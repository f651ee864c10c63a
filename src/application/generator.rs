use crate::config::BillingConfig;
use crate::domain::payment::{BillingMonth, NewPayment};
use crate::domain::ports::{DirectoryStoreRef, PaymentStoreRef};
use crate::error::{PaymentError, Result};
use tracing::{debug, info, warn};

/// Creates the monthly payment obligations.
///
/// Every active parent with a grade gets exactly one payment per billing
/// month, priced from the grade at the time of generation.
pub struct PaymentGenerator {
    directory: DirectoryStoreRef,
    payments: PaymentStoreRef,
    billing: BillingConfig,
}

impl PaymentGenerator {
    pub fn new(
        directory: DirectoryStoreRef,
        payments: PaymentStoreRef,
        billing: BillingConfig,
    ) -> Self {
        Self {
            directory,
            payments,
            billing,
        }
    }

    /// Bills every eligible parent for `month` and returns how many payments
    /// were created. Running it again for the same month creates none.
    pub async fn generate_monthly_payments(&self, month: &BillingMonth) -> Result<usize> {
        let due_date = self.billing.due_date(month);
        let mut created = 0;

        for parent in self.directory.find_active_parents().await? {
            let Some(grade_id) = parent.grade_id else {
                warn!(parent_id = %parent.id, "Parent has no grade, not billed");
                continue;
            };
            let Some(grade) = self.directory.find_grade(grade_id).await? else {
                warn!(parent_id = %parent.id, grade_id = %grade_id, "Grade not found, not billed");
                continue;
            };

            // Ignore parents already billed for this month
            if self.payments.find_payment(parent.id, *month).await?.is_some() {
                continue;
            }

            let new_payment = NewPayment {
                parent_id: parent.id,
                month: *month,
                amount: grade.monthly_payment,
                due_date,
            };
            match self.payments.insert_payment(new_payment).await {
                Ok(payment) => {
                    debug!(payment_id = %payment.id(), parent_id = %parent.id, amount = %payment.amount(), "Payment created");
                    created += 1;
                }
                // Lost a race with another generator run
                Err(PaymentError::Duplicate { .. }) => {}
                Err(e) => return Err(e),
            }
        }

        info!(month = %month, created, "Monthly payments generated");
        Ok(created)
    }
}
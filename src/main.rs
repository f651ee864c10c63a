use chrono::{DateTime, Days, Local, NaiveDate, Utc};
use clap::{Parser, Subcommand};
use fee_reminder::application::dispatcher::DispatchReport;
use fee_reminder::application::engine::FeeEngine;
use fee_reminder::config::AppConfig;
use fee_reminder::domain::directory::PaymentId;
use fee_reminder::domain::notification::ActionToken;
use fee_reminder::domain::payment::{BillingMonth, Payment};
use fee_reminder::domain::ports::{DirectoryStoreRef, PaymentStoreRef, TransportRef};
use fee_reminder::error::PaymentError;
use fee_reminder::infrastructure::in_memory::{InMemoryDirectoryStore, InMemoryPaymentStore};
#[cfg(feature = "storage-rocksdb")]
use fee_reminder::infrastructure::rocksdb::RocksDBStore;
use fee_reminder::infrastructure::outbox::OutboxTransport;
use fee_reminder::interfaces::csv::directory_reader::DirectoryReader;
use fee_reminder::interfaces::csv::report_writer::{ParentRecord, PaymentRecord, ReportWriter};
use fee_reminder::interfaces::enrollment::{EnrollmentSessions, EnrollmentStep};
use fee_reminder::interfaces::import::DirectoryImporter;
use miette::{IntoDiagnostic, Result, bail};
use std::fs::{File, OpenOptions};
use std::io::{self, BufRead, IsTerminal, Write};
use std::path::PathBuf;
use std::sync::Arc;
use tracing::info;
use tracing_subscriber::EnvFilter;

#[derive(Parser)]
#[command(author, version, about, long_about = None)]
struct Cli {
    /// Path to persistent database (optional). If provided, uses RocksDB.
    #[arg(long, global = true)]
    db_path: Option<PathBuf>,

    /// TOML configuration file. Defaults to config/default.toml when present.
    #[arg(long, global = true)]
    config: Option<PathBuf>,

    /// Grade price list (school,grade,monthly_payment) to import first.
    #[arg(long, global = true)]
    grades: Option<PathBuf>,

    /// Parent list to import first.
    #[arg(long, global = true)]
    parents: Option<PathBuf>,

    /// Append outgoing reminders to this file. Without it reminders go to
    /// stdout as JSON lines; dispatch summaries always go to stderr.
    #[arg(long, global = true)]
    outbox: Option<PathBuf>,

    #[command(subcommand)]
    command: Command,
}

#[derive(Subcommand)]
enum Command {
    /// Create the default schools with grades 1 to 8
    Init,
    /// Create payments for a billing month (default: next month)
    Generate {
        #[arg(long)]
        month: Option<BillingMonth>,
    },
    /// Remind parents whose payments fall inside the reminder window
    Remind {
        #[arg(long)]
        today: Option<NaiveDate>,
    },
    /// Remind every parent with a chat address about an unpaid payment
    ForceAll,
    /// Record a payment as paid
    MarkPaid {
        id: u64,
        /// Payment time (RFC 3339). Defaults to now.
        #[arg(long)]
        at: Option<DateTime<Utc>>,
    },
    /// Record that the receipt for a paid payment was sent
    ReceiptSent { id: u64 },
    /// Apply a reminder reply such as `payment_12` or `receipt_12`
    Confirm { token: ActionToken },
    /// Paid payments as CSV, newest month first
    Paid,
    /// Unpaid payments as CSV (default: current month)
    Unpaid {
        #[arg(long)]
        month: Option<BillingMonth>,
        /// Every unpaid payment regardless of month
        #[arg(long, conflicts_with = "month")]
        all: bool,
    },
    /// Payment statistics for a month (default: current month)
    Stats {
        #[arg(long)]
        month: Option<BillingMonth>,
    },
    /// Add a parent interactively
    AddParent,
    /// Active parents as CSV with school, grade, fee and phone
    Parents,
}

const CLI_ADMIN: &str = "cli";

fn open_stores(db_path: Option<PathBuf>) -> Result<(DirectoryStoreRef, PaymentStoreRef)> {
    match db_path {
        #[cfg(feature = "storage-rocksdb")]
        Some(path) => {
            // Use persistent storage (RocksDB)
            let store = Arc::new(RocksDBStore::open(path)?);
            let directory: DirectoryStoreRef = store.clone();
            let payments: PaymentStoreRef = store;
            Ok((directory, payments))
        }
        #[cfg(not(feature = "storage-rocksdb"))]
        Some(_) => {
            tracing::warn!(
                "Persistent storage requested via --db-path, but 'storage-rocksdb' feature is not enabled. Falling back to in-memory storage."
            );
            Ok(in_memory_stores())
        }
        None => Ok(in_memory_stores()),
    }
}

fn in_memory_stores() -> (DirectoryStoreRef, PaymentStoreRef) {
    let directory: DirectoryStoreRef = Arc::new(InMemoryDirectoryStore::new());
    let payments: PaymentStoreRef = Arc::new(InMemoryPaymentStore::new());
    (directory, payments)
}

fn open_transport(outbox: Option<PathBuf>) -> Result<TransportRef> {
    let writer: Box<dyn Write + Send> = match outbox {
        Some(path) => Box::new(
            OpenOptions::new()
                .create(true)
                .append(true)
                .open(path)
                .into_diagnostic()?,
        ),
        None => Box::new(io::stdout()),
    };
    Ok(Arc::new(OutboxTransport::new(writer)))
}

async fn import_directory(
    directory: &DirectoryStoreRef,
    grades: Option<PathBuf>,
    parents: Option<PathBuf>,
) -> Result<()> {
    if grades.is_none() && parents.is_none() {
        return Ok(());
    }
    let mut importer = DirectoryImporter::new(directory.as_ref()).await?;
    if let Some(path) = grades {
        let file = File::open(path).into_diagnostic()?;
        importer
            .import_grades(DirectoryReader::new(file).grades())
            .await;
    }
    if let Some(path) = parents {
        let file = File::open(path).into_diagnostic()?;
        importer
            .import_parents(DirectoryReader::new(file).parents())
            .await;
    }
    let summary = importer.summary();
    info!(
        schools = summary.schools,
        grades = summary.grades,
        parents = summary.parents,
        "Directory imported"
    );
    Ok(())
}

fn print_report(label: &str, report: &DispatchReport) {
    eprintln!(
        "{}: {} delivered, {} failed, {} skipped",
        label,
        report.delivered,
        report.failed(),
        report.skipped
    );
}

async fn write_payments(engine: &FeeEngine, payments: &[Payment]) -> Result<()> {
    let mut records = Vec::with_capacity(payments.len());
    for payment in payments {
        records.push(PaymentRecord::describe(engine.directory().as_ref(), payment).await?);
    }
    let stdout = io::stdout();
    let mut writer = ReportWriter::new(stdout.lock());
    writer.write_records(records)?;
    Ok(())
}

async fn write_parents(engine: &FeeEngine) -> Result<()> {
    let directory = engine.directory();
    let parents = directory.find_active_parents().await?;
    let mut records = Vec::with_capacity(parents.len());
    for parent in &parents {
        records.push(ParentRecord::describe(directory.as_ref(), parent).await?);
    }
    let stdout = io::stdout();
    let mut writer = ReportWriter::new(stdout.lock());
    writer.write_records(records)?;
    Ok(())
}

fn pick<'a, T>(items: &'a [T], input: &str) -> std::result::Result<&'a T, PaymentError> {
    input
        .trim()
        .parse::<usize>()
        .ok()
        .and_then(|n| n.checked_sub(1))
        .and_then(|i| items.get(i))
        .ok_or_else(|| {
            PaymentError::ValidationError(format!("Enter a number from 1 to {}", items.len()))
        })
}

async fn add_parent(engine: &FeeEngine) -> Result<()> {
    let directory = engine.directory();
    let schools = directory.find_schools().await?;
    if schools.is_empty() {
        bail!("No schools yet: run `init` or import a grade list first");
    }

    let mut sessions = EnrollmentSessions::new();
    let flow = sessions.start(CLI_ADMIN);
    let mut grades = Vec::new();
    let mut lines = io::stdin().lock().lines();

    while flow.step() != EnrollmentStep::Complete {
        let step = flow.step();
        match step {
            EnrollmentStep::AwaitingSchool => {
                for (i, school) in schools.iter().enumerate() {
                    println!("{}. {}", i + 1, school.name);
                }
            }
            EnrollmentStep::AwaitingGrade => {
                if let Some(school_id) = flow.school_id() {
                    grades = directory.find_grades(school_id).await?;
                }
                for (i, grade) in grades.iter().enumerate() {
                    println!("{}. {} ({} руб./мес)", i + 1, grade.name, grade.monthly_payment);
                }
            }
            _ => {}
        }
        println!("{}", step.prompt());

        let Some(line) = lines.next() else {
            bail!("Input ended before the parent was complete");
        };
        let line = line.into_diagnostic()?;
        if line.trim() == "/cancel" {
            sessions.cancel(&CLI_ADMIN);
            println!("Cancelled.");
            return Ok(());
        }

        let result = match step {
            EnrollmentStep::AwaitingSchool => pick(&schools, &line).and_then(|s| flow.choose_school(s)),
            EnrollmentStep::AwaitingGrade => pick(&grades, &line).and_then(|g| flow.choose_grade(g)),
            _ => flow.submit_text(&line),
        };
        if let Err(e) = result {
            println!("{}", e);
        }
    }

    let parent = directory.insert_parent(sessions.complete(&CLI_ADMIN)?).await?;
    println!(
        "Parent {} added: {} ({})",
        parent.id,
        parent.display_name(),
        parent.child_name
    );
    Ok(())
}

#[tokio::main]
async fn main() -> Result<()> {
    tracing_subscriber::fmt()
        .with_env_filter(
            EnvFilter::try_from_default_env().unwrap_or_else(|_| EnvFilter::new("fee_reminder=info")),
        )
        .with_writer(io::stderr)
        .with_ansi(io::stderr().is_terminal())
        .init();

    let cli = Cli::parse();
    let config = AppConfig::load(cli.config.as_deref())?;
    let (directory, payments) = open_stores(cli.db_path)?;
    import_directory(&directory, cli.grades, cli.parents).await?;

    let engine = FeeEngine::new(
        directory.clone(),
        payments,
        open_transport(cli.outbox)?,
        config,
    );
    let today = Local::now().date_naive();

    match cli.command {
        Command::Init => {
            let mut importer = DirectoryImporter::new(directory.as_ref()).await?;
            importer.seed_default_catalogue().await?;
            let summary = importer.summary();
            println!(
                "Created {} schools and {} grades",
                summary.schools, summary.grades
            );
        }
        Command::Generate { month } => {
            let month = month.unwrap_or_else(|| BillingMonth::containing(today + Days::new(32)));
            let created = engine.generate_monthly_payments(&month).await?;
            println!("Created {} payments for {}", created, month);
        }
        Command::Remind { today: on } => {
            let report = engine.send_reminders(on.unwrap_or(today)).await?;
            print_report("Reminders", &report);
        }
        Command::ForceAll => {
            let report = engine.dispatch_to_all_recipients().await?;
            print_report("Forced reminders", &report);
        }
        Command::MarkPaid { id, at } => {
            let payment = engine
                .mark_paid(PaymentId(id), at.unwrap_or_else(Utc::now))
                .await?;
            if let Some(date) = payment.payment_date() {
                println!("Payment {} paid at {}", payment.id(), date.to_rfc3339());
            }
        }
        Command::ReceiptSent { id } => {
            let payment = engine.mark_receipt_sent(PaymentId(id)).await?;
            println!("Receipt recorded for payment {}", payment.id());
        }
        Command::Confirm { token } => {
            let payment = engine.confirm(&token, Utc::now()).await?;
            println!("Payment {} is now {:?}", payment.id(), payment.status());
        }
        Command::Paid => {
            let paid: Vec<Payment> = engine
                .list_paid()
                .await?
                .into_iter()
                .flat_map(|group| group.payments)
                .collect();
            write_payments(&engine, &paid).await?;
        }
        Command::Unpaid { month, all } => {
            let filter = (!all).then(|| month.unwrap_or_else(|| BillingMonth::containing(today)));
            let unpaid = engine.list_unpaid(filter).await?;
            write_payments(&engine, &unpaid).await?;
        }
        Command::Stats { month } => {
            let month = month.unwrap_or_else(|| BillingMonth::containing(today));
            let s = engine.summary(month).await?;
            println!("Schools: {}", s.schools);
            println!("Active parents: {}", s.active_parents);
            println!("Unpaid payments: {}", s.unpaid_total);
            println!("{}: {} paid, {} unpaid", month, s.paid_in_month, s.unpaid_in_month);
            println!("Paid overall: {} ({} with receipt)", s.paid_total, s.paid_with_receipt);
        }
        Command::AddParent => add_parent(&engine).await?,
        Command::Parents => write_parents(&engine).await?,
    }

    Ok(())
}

### THE PROBLEM
Give an exact copy of the lines above, from the top of the records to the line that contains "let mut created = 0;", taking in both ends.

### ANSWER BOX
repository f651ee864c10c63a
filename src/application/generator.rs
use crate::config::BillingConfig;
use crate::domain::payment::{BillingMonth, NewPayment};
use crate::domain::ports::{DirectoryStoreRef, PaymentStoreRef};
use crate::error::{PaymentError, Result};
use tracing::{debug, info, warn};

/// Creates the monthly payment obligations.
///
/// Every active parent with a grade gets exactly one payment per billing
/// month, priced from the grade at the time of generation.
pub struct PaymentGenerator {
    directory: DirectoryStoreRef,
    payments: PaymentStoreRef,
    billing: BillingConfig,
}

impl PaymentGenerator {
    pub fn new(
        directory: DirectoryStoreRef,
        payments: PaymentStoreRef,
        billing: BillingConfig,
    ) -> Self {
        Self {
            directory,
            payments,
            billing,
        }
    }

    /// Bills every eligible parent for `month` and returns how many payments
    /// were created. Running it again for the same month creates none.
    pub async fn generate_monthly_payments(&self, month: &BillingMonth) -> Result<usize> {
        let due_date = self.billing.due_date(month);
        let mut created = 0;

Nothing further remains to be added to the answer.